La commune d’Etoy, par exemple, accueille des gens du voyage suisses deux fois par année. En raison du coronavirus, elle y a renoncé. «Ce n’est pas un terrain qui est aménagé à 100% pour cela… Et c’est difficile en ce moment d’organiser des concentrations d’autant de personnes à la fois, regrette le syndic, José Manuel Fernandez. Il serait aussi compliqué d’expliquer à une population, à qui il est demandé de rester à la maison, que d’autres peuvent quand même se réunir sur le territoire communal. D’autre part, toutes les manifestations prévues sur notre commune ont été annulées ou reportées.»
Discussions avec le Seco
Pour Simon Röthlisberger, il est clair que le coronavirus renforce une problématique de longue date: celle du manque d’aires de séjour et de transit pour les gens du voyage suisses, surtout en Romandie. L’association EspaceSuisse, de concert avec la fondation, publiait en 2019 un cadre juridique pour les aires d’accueil, qui faisait état d’un besoin de 26 aires de séjour supplémentaires, et 45 de transit. Au Mont-sur-Lausanne, les oppositions quant à la construction de l’aire officielle ont été levées mais Etienne Roy indiquait récemment à l’ATS que le dossier avait pris du retard à cause de plusieurs recours au Tribunal fédéral. Dans le canton de Fribourg, la place permanente de la Pila «devient trop petite», pointait Aude Morisod, coordinatrice de l’Aumônerie catholique suisse des gens du voyage, dans une interview accordée à La Liberté.

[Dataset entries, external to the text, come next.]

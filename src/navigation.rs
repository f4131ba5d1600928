//! Navigation resolver: keeps the current location consistent with the session.
//!
//! Redirects always replace the current history entry, so the back button cannot bounce
//! between the login page and a dashboard.

use std::sync::Arc;

use parking_lot::Mutex;
use tracing::{debug, info};

use crate::config::RoleRevalidation;
use crate::identity::{Session, SessionStatus, SessionStore};
use crate::routes;

/// Location history the resolver drives.
pub trait History: Send + Sync {
    fn location(&self) -> String;
    fn push(&self, path: &str);
    fn replace(&self, path: &str);
}

/// Where the session requires `location` to be replaced with, if anywhere.
///
/// Returns `None` while initializing. Applying the result and resolving again with the
/// same session yields `None`.
pub fn resolve(session: &Session, location: &str) -> Option<&'static str> {
    if session.status() == SessionStatus::Initializing {
        return None;
    }
    if !session.is_authenticated() && routes::is_public(location) {
        return None;
    }
    if !session.acts_signed_in() {
        return Some(routes::LOGIN_PATH);
    }
    let role = session.effective_role();
    let landing = routes::dashboard_path(role);
    if routes::is_public_only(location) {
        return Some(landing);
    }
    if role.is_none() {
        // A role the client cannot map has nowhere to go but the unauthorized page.
        return if routes::normalize_path(location) == routes::UNAUTHORIZED_PATH { None } else { Some(landing) };
    }
    if routes::permits(routes::roles_for(location), role) { None } else { Some(landing) }
}

#[derive(Debug, Default)]
pub struct MemoryHistory {
    entries: Mutex<(Vec<String>, usize)>,
}

impl MemoryHistory {
    pub fn new(start: &str) -> Self {
        MemoryHistory { entries: Mutex::new((vec![start.to_string()], 0)) }
    }

    pub fn len(&self) -> usize {
        self.entries.lock().0.len()
    }

    pub fn is_empty(&self) -> bool {
        self.entries.lock().0.is_empty()
    }

    /// Step back one entry, like the browser back button.
    pub fn back(&self) -> Option<String> {
        let mut g = self.entries.lock();
        if g.1 == 0 {
            return None;
        }
        g.1 -= 1;
        Some(g.0[g.1].clone())
    }
}

impl History for MemoryHistory {
    fn location(&self) -> String {
        let g = self.entries.lock();
        g.0.get(g.1).cloned().unwrap_or_else(|| "/".to_string())
    }

    fn push(&self, path: &str) {
        let mut g = self.entries.lock();
        let next = if g.0.is_empty() { 0 } else { g.1 + 1 };
        g.0.truncate(next);
        g.0.push(path.to_string());
        g.1 = next;
    }

    fn replace(&self, path: &str) {
        let mut g = self.entries.lock();
        if g.0.is_empty() {
            g.0.push(path.to_string());
            g.1 = 0;
        } else {
            let i = g.1;
            g.0[i] = path.to_string();
        }
    }
}

pub struct Navigator {
    store: Arc<SessionStore>,
    history: Arc<dyn History>,
    revalidation: RoleRevalidation,
}

impl Navigator {
    pub fn new(store: Arc<SessionStore>, history: Arc<dyn History>, revalidation: RoleRevalidation) -> Self {
        Navigator { store, history, revalidation }
    }

    pub fn history(&self) -> &Arc<dyn History> {
        &self.history
    }

    /// Apply the resolver to the current location once. Returns the replacement target.
    pub fn sync(&self) -> Option<&'static str> {
        self.apply(&self.store.snapshot())
    }

    fn apply(&self, session: &Session) -> Option<&'static str> {
        let here = self.history.location();
        let target = resolve(session, &here)?;
        info!(target: "navigation", from = %here, to = target, status = ?session.status(), "redirect");
        self.history.replace(target);
        Some(target)
    }

    /// User-initiated navigation: honour a pending credential expiry, optionally
    /// re-validate the role, then go to `path` and resolve. Returns the final location.
    pub async fn navigate(&self, path: &str) -> String {
        if self.store.take_pending_expiry() {
            self.store.expire();
        } else if self.revalidation == RoleRevalidation::OnNavigation && self.store.status() == SessionStatus::Authenticated {
            if let Err(e) = self.store.refresh().await {
                debug!(target: "navigation", kind = %e.kind, "role re-validation failed");
            }
        }
        self.history.push(path);
        self.sync();
        self.history.location()
    }

    /// Sign out and return to the login page, whatever the demo setting.
    pub async fn logout(&self) -> String {
        self.store.logout().await;
        self.history.replace(routes::LOGIN_PATH);
        self.sync();
        self.history.location()
    }

    /// React to every session change until the store is dropped.
    pub async fn run(&self) {
        let mut rx = self.store.subscribe();
        let current = rx.borrow_and_update().clone();
        self.apply(&current);
        while rx.changed().await.is_ok() {
            let session = rx.borrow_and_update().clone();
            self.apply(&session);
        }
        debug!(target: "navigation", "session store closed, navigator stopping");
    }

    pub fn spawn(self: Arc<Self>) -> tokio::task::JoinHandle<()> {
        tokio::spawn(async move { self.run().await })
    }
}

En attendant, les gens du voyage suisses vivent sur leurs économies. «Les plus âgés donnent aux jeunes et si quelqu’un trouve quand même un petit travail, il le propose aussi à d’autres», déclare Albert Barras. Simon Röthlisberger souligne quant à lui que «La fondation a également pris contact avec le Secrétariat d’Etat à l’économie, car la situation n’est pas claire. Le programme d’aide du gouvernement fédéral doit également tenir compte des gens du voyage.» En dernier recours, selon la loi fédérale en matière d’assistance (LAS), si un voyageur n’a pas de domicile fixe, il peut demander l’aide sociale dans le canton où il séjourne.